═════ MATERIAL FOR THIS EXERCISE ═════

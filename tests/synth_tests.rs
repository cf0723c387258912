// SeriesSynthesizer tests: passthrough, synthetic substitution, determinism

use agentpulse::models::{Series, SeriesPoint};
use agentpulse::synth::{SynthesisConfig, ensure_minimum_series};

fn series(values: &[f64]) -> Series {
    Series::real(
        values
            .iter()
            .enumerate()
            .map(|(i, &v)| SeriesPoint {
                label: format!("{i:02}:00"),
                value: v,
            })
            .collect(),
    )
}

fn config() -> SynthesisConfig {
    SynthesisConfig {
        minimum_total: 5.0,
        minimum_per_point: 2.0,
        default_len: 12,
    }
}

#[test]
fn dense_series_passes_through_unchanged() {
    let input = series(&[3.0, 1.0, 2.0]);
    let out = ensure_minimum_series(&input, &config());
    assert!(!out.is_synthetic);
    assert_eq!(out.points, input.points);
}

#[test]
fn sum_exactly_at_threshold_is_kept() {
    let input = series(&[2.0, 2.0, 1.0]);
    let out = ensure_minimum_series(&input, &config());
    assert!(!out.is_synthetic);
}

#[test]
fn all_zero_series_becomes_synthetic_near_anchor() {
    let input = series(&[0.0, 0.0, 0.0]);
    let out = ensure_minimum_series(&input, &config());
    assert!(out.is_synthetic);
    assert_eq!(out.points.len(), 3);
    for p in &out.points {
        assert!(
            (1.0..=3.0).contains(&p.value),
            "expected value near 2, got {}",
            p.value
        );
    }
}

#[test]
fn synthetic_series_keeps_input_labels() {
    let input = series(&[0.0, 1.0, 0.0, 0.0]);
    let out = ensure_minimum_series(&input, &config());
    assert!(out.is_synthetic);
    let labels: Vec<_> = out.points.iter().map(|p| p.label.clone()).collect();
    let expected: Vec<_> = input.points.iter().map(|p| p.label.clone()).collect();
    assert_eq!(labels, expected);
}

#[test]
fn empty_input_gets_default_length() {
    let input = Series::real(vec![]);
    let out = ensure_minimum_series(&input, &config());
    assert!(out.is_synthetic);
    assert_eq!(out.points.len(), 12);
}

#[test]
fn synthesis_is_deterministic_across_calls() {
    let input = series(&[0.0; 8]);
    let a = ensure_minimum_series(&input, &config());
    let b = ensure_minimum_series(&input, &config());
    assert_eq!(a, b);
}

#[test]
fn input_is_never_mutated() {
    let input = series(&[0.0, 0.0]);
    let before = input.clone();
    let _ = ensure_minimum_series(&input, &config());
    assert_eq!(input, before);
}
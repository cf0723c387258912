// Polling query-cache port. The real REST client lives outside this crate; this
// module holds the boundary traits plus the per-key bookkeeping the sync worker
// drives: refetch intervals, stale marking, and the supersede rule (a fetch
// result is discarded when a newer fetch for the same key has already begun).

use std::collections::HashMap;
use std::sync::Mutex;

use crate::models::{InvalidationKey, TimestampedRecord};
use serde::Deserialize;
use tracing::debug;

/// Signal that a key's cached data is out of date and must be refetched.
pub trait CacheInvalidate {
    fn invalidate(&self, key: &InvalidationKey);
}

/// Boundary to the external fetch layer. Timeouts and retries are its concern;
/// this crate assumes a fetch eventually resolves or rejects.
pub trait RecordFetcher: Send + Sync + 'static {
    fn fetch(
        &self,
        key: &InvalidationKey,
    ) -> impl Future<Output = anyhow::Result<Vec<TimestampedRecord>>> + Send;
}

/// Refetch/stale timing for the polling loop. One of these applies per key:
/// the cache-wide default, or a per-key override.
#[derive(Debug, Clone, Copy, Deserialize)]
pub struct CacheConfig {
    pub refetch_interval_ms: i64,
    pub stale_time_ms: i64,
}

impl Default for CacheConfig {
    fn default() -> Self {
        Self {
            refetch_interval_ms: 30_000,
            stale_time_ms: 10_000,
        }
    }
}

#[derive(Debug, Default)]
struct Entry {
    records: Vec<TimestampedRecord>,
    /// Bumped by begin_fetch; an apply with an older generation is discarded.
    generation: u64,
    fetched_at_ms: Option<i64>,
    stale: bool,
}

/// Local record store for the dashboard's fixed key set.
#[derive(Debug)]
pub struct PollingCache {
    config: CacheConfig,
    key_configs: HashMap<InvalidationKey, CacheConfig>,
    entries: Mutex<HashMap<InvalidationKey, Entry>>,
}

impl PollingCache {
    pub fn new(config: CacheConfig) -> Self {
        Self {
            config,
            key_configs: HashMap::new(),
            entries: Mutex::new(HashMap::new()),
        }
    }

    /// Overrides the refetch/stale timing for one key (e.g. a slow-moving
    /// health query polled less often than the event feeds).
    pub fn with_key_config(mut self, key: &InvalidationKey, config: CacheConfig) -> Self {
        self.key_configs.insert(key.clone(), config);
        self
    }

    fn key_config(&self, key: &InvalidationKey) -> &CacheConfig {
        self.key_configs.get(key).unwrap_or(&self.config)
    }

    /// Registers a fetch in flight and returns its generation token.
    /// Starting a newer fetch supersedes any still-pending older one.
    pub fn begin_fetch(&self, key: &InvalidationKey) -> u64 {
        let mut entries = self.entries.lock().unwrap_or_else(|e| e.into_inner());
        let entry = entries.entry(key.clone()).or_default();
        entry.generation += 1;
        entry.generation
    }

    /// Stores a completed fetch. Returns false (and drops the records) when a
    /// newer fetch for the key began after this one, so a slow response can
    /// never overwrite fresher data.
    pub fn apply(
        &self,
        key: &InvalidationKey,
        generation: u64,
        records: Vec<TimestampedRecord>,
        now_ms: i64,
    ) -> bool {
        let mut entries = self.entries.lock().unwrap_or_else(|e| e.into_inner());
        let entry = entries.entry(key.clone()).or_default();
        if generation != entry.generation {
            debug!(key = %key, generation, latest = entry.generation, "superseded fetch discarded");
            return false;
        }
        entry.records = records;
        entry.fetched_at_ms = Some(now_ms);
        entry.stale = false;
        true
    }

    /// Snapshot of the key's current records (empty when never fetched).
    pub fn records(&self, key: &InvalidationKey) -> Vec<TimestampedRecord> {
        let entries = self.entries.lock().unwrap_or_else(|e| e.into_inner());
        entries
            .get(key)
            .map(|e| e.records.clone())
            .unwrap_or_default()
    }

    /// True when the key was never fetched, was invalidated, or its refetch
    /// interval has elapsed.
    pub fn needs_fetch(&self, key: &InvalidationKey, now_ms: i64) -> bool {
        let entries = self.entries.lock().unwrap_or_else(|e| e.into_inner());
        match entries.get(key) {
            None => true,
            Some(e) => {
                e.stale
                    || match e.fetched_at_ms {
                        None => true,
                        Some(at) => now_ms - at >= self.key_config(key).refetch_interval_ms,
                    }
            }
        }
    }

    /// True when the key has data younger than `stale_time_ms`.
    pub fn is_fresh(&self, key: &InvalidationKey, now_ms: i64) -> bool {
        let entries = self.entries.lock().unwrap_or_else(|e| e.into_inner());
        entries
            .get(key)
            .and_then(|e| e.fetched_at_ms)
            .is_some_and(|at| now_ms - at < self.key_config(key).stale_time_ms)
    }
}

impl CacheInvalidate for PollingCache {
    fn invalidate(&self, key: &InvalidationKey) {
        let mut entries = self.entries.lock().unwrap_or_else(|e| e.into_inner());
        entries.entry(key.clone()).or_default().stale = true;
    }
}
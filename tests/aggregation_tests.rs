// TimeBucketAggregator tests: window layout, zero-fill, reducers, bad config

use agentpulse::aggregation::{
    AggregationError, Reducer, SeriesSource, bucketize, series_from_buckets,
};
use agentpulse::models::TimestampedRecord;
use chrono::{TimeZone, Utc};

const MINUTE_MS: i64 = 60_000;

fn record(ts_ms: i64) -> TimestampedRecord {
    TimestampedRecord::new(ts_ms)
}

fn utc_ms(h: u32, m: u32, s: u32) -> i64 {
    Utc.with_ymd_and_hms(2026, 8, 26, h, m, s)
        .unwrap()
        .timestamp_millis()
}

#[test]
fn empty_records_yield_all_zero_buckets() {
    let buckets = bucketize(&[], 10, MINUTE_MS, utc_ms(12, 0, 0), &Reducer::Count).unwrap();
    assert_eq!(buckets.len(), 10);
    assert!(buckets.iter().all(|b| b.count == 0));
}

#[test]
fn buckets_are_contiguous_and_cover_the_lookback() {
    let now = utc_ms(9, 30, 0);
    let buckets = bucketize(&[], 15, MINUTE_MS, now, &Reducer::Count).unwrap();
    assert_eq!(buckets.len(), 15);
    assert_eq!(buckets.last().unwrap().window_end_ms, now);
    assert_eq!(buckets[0].window_start_ms, now - 15 * MINUTE_MS);
    for pair in buckets.windows(2) {
        assert_eq!(pair[0].window_end_ms, pair[1].window_start_ms);
    }
    for b in &buckets {
        assert_eq!(b.window_end_ms - b.window_start_ms, MINUTE_MS);
    }
}

#[test]
fn off_boundary_now_rounds_up_to_window_width() {
    let now = utc_ms(12, 0, 30);
    let buckets = bucketize(&[], 5, MINUTE_MS, now, &Reducer::Count).unwrap();
    assert_eq!(buckets.last().unwrap().window_end_ms, utc_ms(12, 1, 0));
    // One millisecond past a boundary still rounds to the next window.
    let buckets = bucketize(&[], 5, MINUTE_MS, utc_ms(12, 0, 0) + 1, &Reducer::Count).unwrap();
    assert_eq!(buckets.last().unwrap().window_end_ms, utc_ms(12, 1, 0));
}

#[test]
fn boundary_now_is_used_as_is() {
    let now = utc_ms(12, 0, 0);
    let buckets = bucketize(&[], 5, MINUTE_MS, now, &Reducer::Count).unwrap();
    assert_eq!(buckets.last().unwrap().window_end_ms, now);
}

#[test]
fn single_record_lands_in_its_window() {
    // 20 one-minute buckets, now = 12:00:00, one record at 11:41:30.
    let now = utc_ms(12, 0, 0);
    let records = vec![record(utc_ms(11, 41, 30)).with_attribute("durationMs", 120)];
    let buckets = bucketize(&records, 20, MINUTE_MS, now, &Reducer::Count).unwrap();

    assert_eq!(buckets.len(), 20);
    let hit = &buckets[1];
    assert_eq!(hit.window_start_ms, utc_ms(11, 41, 0));
    assert_eq!(hit.window_end_ms, utc_ms(11, 42, 0));
    assert_eq!(hit.count, 1);
    assert_eq!(buckets.iter().map(|b| b.count).sum::<u64>(), 1);
}

#[test]
fn records_outside_the_window_are_dropped() {
    let now = utc_ms(12, 0, 0);
    let records = vec![
        record(utc_ms(11, 0, 0)),  // before the lookback
        record(utc_ms(12, 0, 0)),  // at end: half-open, excluded
        record(utc_ms(11, 59, 59)),
    ];
    let buckets = bucketize(&records, 20, MINUTE_MS, now, &Reducer::Count).unwrap();
    assert_eq!(buckets.iter().map(|b| b.count).sum::<u64>(), 1);
}

#[test]
fn count_is_conserved_when_all_records_fall_inside() {
    let now = utc_ms(12, 0, 0);
    let records: Vec<_> = (0..50)
        .map(|i| record(now - 1 - i * 20_000))
        .collect();
    let buckets = bucketize(&records, 20, MINUTE_MS, now, &Reducer::Count).unwrap();
    assert_eq!(buckets.iter().map(|b| b.count).sum::<u64>(), 50);
}

#[test]
fn mean_reducer_averages_per_window_and_reports_zero_for_empty() {
    let now = utc_ms(12, 0, 0);
    let records = vec![
        record(utc_ms(11, 58, 10)).with_attribute("durationMs", 100),
        record(utc_ms(11, 58, 40)).with_attribute("durationMs", 300),
    ];
    let reducer = Reducer::mean_of("durationMs", "avgDurationMs");
    let buckets = bucketize(&records, 5, MINUTE_MS, now, &reducer).unwrap();

    let hit = buckets.iter().find(|b| b.count == 2).unwrap();
    assert_eq!(hit.aggregates["avgDurationMs"], 200.0);
    for b in buckets.iter().filter(|b| b.count == 0) {
        assert_eq!(b.aggregates["avgDurationMs"], 0.0);
    }
}

#[test]
fn sum_reducer_skips_non_numeric_attributes() {
    let now = utc_ms(12, 0, 0);
    let records = vec![
        record(utc_ms(11, 59, 1)).with_attribute("tokens", 5),
        record(utc_ms(11, 59, 2)).with_attribute("tokens", "oops"),
        record(utc_ms(11, 59, 3)),
    ];
    let reducer = Reducer::sum_of("tokens", "totalTokens");
    let buckets = bucketize(&records, 2, MINUTE_MS, now, &reducer).unwrap();
    let hit = buckets.last().unwrap();
    assert_eq!(hit.count, 3);
    assert_eq!(hit.aggregates["totalTokens"], 5.0);
}

#[test]
fn deterministic_for_identical_inputs() {
    let now = utc_ms(12, 0, 0);
    let records: Vec<_> = (0..30).map(|i| record(now - i * 45_000)).collect();
    let a = bucketize(&records, 20, MINUTE_MS, now, &Reducer::Count).unwrap();
    let b = bucketize(&records, 20, MINUTE_MS, now, &Reducer::Count).unwrap();
    assert_eq!(a, b);
}

#[test]
fn invalid_configuration_is_an_error() {
    let err = bucketize(&[], 0, MINUTE_MS, 0, &Reducer::Count).unwrap_err();
    assert!(matches!(err, AggregationError::InvalidConfiguration(_)));
    let err = bucketize(&[], 20, 0, 0, &Reducer::Count).unwrap_err();
    assert!(matches!(err, AggregationError::InvalidConfiguration(_)));
    let err = bucketize(&[], 20, -60_000, 0, &Reducer::Count).unwrap_err();
    assert!(matches!(err, AggregationError::InvalidConfiguration(_)));
}

#[test]
fn series_from_buckets_labels_window_starts() {
    let now = utc_ms(12, 0, 0);
    let records = vec![record(utc_ms(11, 41, 30))];
    let buckets = bucketize(&records, 20, MINUTE_MS, now, &Reducer::Count).unwrap();
    let series = series_from_buckets(&buckets, &SeriesSource::Count);

    assert_eq!(series.points.len(), 20);
    assert!(!series.is_synthetic);
    assert_eq!(series.points[0].label, "11:40");
    assert_eq!(series.points[1].label, "11:41");
    assert_eq!(series.points[1].value, 1.0);
    assert_eq!(series.total(), 1.0);
}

═════

WORK TO BE COMPLETED: A single integer is the expected output: the number of lines in the data that include the word "TimestampedRecord".

REPLY TO THE EXERCISE: 8